Scavenger seeks asylum on the ground that she was “persecuted]” on the basis of her “political opinion.” The alleged persecution stems from economic deprivation caused by the Canadian government’s blacklisting of her, and the connection to political opinion turns on the allegation that her employment difficulties arose after she called attention to the Vancouver transit system’s lenient fare-collection practices. Consistent with the BIA’s decision, we need not decide whether the government’s response to Scavenger’s whistle-blowing activities amounted to persecution on account of political opinion. We instead need only address whether her difficulties in finding a job amounted to persecution.

Economic deprivation is a two-sided theory of persecution. On the one side, economic persecution is not a traditional ground for seeking asylum, and one can well imagine why. It would seem odd to say that an inability to obtain public employment on account of political opinion necessarily constitutes persecution. Otherwise, every patronage firing after every regime change in another country would establish a cognizable basis for an asylum claim in this country. And we doubt that many governments, particularly a country the size of Canada, have the authority to prevent public and private employers from hiring someone because of her political opinion. On the other side, it is no doubt the case that a malicious government bent on bringing an individual to heel could do so just as effectively by punishing her economically as by punishing her physically-

The BIA and our court have balanced these considerations by holding that government-caused “economic deprivation” may “constitute[ ] persecution”, but “only when the resulting conditions are sufficiently severe.” Daneshvar v. Ashcroft, 355 F.3d 615, 624 n. 9 (6th Cir.2004) (citing In re Acosta, 19 I. & N. Dec. 211, 222, 1985 WL 56042 (BIA 1985)). As the BIA put the point more recently, while asylum applicants “need not demonstrate a total deprivation of livelihood or a total withdrawal of all economic opportunity in order to demonstrate harm amounting to persecution,” they must establish that they faced a “deliberate imposition of severe economic disadvantage or the. deprivation of liberty, food, housing, employment or other essentials of life.” In re T-Z, 24 I. & N. Dec. 163, 171, 173 (BIA 2007) (internal quotation marks omitted).

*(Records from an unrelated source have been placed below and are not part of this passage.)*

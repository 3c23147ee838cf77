use crate::config::Limits;
use crate::error::ValidationError;
use crate::upload::types::UploadCandidate;

/// Gate a candidate on its metadata alone. Archive contents are the
/// backend's business; only the suffix (case-sensitive) and size are
/// checked here.
pub fn validate(candidate: &UploadCandidate, limits: &Limits) -> Result<(), ValidationError> {
    if !candidate.name.ends_with(&limits.accepted_extension) {
        return Err(ValidationError::WrongExtension {
            name: candidate.name.clone(),
            expected: limits.accepted_extension.clone(),
        });
    }

    if candidate.size_bytes > limits.max_upload_bytes {
        return Err(ValidationError::TooLarge {
            size: candidate.size_bytes,
            max: limits.max_upload_bytes,
        });
    }

    Ok(())
}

Scavenger cannot show that Canada purposefully imposed “severe economic disadvantage” on her or at least cannot show that the record compels such a finding. Her principal theory of economic persecution is that the Canadian government blacklisted her on a nationwide basis. There is “a list,” she stated, “that the Canadian government has of people who should never get jobs” and she was on that “blacklist.” JA 61. The problem with this theory is that the IJ did not credit her *819 testimony on this point.